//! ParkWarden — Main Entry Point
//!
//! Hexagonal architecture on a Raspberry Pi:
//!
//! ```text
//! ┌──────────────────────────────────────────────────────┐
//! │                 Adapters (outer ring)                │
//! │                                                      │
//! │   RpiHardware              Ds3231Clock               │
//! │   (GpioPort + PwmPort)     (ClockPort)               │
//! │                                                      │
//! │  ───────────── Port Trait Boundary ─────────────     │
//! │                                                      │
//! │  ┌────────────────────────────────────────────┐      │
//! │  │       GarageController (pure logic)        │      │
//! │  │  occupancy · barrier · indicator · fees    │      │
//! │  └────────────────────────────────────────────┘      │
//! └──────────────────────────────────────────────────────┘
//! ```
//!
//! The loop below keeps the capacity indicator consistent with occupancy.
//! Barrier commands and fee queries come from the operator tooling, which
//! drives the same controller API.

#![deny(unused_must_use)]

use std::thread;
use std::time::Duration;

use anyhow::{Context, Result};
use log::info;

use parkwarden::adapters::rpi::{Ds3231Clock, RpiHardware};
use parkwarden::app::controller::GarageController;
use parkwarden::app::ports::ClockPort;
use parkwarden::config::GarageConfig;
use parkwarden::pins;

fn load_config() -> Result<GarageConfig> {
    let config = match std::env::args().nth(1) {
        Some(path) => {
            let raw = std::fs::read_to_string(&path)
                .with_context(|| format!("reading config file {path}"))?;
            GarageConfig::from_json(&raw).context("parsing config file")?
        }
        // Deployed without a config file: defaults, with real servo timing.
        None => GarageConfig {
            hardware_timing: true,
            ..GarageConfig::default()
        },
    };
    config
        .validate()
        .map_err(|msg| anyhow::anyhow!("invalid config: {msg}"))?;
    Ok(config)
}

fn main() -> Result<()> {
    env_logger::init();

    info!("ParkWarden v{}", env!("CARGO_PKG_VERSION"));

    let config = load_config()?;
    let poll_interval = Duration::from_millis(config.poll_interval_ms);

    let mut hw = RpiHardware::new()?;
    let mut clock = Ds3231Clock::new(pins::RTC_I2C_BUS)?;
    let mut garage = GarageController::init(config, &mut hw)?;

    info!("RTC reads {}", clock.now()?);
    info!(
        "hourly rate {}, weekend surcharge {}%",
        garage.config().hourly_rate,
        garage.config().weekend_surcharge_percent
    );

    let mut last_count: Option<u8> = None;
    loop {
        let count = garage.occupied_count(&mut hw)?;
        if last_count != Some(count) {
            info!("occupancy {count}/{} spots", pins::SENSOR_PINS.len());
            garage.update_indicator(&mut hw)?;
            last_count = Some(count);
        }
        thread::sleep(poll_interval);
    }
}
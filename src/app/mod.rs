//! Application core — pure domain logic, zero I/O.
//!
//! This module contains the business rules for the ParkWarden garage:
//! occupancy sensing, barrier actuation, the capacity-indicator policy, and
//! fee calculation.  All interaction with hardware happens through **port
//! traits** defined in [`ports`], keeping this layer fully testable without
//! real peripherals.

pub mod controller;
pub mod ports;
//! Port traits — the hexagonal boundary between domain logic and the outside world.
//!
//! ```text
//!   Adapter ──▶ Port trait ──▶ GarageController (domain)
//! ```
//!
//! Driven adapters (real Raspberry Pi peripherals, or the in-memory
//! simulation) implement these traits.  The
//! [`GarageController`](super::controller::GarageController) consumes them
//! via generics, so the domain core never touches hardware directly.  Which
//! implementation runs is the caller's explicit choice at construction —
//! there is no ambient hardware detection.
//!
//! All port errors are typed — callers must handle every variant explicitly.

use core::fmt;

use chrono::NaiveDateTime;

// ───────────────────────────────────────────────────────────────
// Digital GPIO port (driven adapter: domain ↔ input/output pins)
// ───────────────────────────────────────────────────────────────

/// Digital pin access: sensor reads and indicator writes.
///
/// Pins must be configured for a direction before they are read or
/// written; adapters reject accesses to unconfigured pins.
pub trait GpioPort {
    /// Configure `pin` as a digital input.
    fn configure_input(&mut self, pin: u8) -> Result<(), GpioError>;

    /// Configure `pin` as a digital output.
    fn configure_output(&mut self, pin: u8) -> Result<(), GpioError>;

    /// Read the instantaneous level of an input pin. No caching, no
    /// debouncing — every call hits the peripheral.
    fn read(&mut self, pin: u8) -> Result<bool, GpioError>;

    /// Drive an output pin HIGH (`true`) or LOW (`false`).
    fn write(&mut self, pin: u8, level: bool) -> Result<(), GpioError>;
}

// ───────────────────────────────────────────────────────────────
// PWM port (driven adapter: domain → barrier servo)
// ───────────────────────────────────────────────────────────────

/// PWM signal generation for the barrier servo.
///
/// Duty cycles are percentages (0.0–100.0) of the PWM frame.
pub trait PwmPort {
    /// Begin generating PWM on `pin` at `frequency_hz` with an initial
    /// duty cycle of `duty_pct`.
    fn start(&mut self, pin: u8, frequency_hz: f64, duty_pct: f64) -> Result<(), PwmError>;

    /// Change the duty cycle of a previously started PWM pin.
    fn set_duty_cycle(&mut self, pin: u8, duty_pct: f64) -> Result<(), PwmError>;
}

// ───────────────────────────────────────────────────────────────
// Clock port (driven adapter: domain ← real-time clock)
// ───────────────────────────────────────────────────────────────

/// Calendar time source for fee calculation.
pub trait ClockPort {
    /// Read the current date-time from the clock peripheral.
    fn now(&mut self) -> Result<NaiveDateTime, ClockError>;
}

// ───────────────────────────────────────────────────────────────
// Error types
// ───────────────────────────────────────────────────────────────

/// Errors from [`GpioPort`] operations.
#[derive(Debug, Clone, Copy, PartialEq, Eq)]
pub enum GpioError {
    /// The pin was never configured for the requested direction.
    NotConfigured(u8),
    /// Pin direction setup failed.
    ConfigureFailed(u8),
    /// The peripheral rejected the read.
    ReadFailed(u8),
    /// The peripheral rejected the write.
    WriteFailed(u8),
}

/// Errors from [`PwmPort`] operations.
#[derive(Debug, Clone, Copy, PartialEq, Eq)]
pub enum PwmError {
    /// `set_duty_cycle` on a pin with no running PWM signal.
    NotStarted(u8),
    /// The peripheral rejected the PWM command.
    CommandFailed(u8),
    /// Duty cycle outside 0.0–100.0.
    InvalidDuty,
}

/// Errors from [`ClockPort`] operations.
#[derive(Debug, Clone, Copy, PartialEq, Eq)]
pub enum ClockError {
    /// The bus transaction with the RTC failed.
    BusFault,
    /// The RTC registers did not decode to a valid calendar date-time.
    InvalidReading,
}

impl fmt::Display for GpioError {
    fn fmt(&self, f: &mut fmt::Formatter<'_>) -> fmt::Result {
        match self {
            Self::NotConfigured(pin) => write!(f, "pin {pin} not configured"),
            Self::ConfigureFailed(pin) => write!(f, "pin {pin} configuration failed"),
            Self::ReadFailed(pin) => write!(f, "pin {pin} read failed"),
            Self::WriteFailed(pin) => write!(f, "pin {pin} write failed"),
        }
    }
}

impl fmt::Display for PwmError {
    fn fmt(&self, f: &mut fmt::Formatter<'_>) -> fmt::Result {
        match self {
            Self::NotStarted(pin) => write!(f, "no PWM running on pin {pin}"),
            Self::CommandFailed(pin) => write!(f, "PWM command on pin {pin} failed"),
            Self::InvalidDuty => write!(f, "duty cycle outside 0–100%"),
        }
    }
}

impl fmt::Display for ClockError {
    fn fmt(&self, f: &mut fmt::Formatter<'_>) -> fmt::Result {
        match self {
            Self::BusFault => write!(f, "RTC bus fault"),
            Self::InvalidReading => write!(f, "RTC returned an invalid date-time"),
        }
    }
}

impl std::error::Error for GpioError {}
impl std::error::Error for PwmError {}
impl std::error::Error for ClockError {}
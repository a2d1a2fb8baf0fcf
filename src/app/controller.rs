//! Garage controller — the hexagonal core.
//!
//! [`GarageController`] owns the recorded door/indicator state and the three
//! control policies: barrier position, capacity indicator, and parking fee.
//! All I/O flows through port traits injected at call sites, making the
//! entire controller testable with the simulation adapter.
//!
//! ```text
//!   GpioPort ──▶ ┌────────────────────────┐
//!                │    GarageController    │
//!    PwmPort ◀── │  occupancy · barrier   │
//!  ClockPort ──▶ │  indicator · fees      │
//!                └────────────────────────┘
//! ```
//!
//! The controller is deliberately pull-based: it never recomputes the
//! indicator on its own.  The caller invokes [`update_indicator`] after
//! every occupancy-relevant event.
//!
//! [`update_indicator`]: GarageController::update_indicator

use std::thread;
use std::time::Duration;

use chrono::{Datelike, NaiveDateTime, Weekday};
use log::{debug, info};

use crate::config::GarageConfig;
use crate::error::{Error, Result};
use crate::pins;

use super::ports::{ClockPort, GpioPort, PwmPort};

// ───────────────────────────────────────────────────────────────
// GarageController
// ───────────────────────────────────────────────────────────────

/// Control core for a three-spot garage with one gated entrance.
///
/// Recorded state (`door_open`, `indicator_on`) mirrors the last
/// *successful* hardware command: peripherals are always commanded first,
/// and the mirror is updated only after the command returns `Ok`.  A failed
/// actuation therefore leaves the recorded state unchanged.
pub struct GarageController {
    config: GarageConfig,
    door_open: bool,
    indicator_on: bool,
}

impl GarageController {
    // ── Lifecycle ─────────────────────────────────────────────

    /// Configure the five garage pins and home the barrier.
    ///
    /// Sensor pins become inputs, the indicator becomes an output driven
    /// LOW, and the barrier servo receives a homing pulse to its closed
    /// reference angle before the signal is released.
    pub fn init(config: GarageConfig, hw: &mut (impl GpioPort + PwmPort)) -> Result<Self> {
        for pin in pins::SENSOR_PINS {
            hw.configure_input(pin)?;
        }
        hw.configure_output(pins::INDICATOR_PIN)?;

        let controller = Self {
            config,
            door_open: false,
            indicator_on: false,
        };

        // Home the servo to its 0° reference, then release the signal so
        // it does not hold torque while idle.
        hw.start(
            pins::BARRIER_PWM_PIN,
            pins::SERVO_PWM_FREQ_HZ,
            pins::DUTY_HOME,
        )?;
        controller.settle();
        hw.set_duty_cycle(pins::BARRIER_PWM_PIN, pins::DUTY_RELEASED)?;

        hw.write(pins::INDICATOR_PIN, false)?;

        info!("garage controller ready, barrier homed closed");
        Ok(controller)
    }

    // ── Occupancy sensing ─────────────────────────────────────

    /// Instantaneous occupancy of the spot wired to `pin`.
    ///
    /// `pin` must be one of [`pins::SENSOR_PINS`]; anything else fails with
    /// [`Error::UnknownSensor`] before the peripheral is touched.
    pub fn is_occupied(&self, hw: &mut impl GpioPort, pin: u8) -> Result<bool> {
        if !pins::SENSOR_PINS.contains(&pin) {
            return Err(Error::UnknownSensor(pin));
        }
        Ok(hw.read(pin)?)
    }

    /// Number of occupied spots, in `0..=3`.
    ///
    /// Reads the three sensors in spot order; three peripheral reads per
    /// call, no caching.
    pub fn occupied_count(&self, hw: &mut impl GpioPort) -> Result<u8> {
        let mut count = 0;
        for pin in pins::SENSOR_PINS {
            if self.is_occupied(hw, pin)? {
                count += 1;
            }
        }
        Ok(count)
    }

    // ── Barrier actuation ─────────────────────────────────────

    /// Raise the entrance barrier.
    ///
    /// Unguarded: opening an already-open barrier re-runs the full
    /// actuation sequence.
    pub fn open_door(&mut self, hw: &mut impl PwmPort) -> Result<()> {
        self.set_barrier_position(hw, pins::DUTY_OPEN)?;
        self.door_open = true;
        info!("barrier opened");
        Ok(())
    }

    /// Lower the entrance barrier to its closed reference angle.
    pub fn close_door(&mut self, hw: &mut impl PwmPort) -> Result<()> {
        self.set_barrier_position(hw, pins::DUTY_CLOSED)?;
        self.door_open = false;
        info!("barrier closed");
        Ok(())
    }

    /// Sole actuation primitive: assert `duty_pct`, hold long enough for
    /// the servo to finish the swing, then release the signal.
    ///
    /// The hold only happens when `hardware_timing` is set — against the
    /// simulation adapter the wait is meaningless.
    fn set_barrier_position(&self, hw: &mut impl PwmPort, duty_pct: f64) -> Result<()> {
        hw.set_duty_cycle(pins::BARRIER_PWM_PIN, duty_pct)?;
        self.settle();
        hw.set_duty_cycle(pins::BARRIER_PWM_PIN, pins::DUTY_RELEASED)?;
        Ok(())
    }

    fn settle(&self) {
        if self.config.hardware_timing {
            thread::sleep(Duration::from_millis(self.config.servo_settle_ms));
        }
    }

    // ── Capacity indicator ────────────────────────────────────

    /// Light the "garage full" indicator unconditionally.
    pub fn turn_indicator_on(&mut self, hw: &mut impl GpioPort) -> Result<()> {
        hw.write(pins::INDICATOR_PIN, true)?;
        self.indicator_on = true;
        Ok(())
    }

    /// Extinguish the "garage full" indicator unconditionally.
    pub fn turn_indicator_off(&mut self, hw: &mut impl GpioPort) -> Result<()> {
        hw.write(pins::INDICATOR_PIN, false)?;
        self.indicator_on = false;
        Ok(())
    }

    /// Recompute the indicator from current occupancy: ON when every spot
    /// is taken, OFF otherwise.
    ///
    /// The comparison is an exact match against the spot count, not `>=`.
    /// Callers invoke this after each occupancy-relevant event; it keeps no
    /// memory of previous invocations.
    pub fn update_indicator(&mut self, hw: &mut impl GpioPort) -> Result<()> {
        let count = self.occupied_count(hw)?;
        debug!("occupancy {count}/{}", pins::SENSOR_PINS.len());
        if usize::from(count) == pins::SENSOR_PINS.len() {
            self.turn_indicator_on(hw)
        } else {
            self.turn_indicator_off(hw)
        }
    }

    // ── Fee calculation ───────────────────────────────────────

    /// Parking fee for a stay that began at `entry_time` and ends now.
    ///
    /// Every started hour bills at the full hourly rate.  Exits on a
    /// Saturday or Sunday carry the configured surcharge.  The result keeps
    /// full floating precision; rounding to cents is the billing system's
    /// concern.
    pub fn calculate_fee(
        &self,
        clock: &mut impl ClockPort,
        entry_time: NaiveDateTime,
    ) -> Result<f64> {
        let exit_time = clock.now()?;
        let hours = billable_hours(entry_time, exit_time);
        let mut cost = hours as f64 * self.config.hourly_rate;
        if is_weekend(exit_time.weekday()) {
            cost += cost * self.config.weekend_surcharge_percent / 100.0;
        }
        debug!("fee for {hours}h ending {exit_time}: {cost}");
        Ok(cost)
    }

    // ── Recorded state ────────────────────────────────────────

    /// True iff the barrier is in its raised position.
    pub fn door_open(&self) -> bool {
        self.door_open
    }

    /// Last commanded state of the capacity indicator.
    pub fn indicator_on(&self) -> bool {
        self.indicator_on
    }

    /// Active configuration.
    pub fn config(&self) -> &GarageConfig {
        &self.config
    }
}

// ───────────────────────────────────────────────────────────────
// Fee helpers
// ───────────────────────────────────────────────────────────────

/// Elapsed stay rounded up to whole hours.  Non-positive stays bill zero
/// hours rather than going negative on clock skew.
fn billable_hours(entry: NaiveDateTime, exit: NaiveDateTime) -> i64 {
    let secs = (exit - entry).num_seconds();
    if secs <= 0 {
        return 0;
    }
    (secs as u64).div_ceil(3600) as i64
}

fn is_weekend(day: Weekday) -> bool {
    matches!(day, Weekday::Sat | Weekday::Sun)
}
-=-=-=-=-
Your task is to find each line in the entries that contains the string "GarageController" and copy it.

Expected answer:
//! │  │       GarageController (pure logic)        │      │
use parkwarden::app::controller::GarageController;
    let mut garage = GarageController::init(config, &mut hw)?;
//!   Adapter ──▶ Port trait ──▶ GarageController (domain)
//! [`GarageController`](super::controller::GarageController) consumes them
//! [`GarageController`] owns the recorded door/indicator state and the three
//!                │    GarageController    │
//! [`update_indicator`]: GarageController::update_indicator
// GarageController
pub struct GarageController {
impl GarageController {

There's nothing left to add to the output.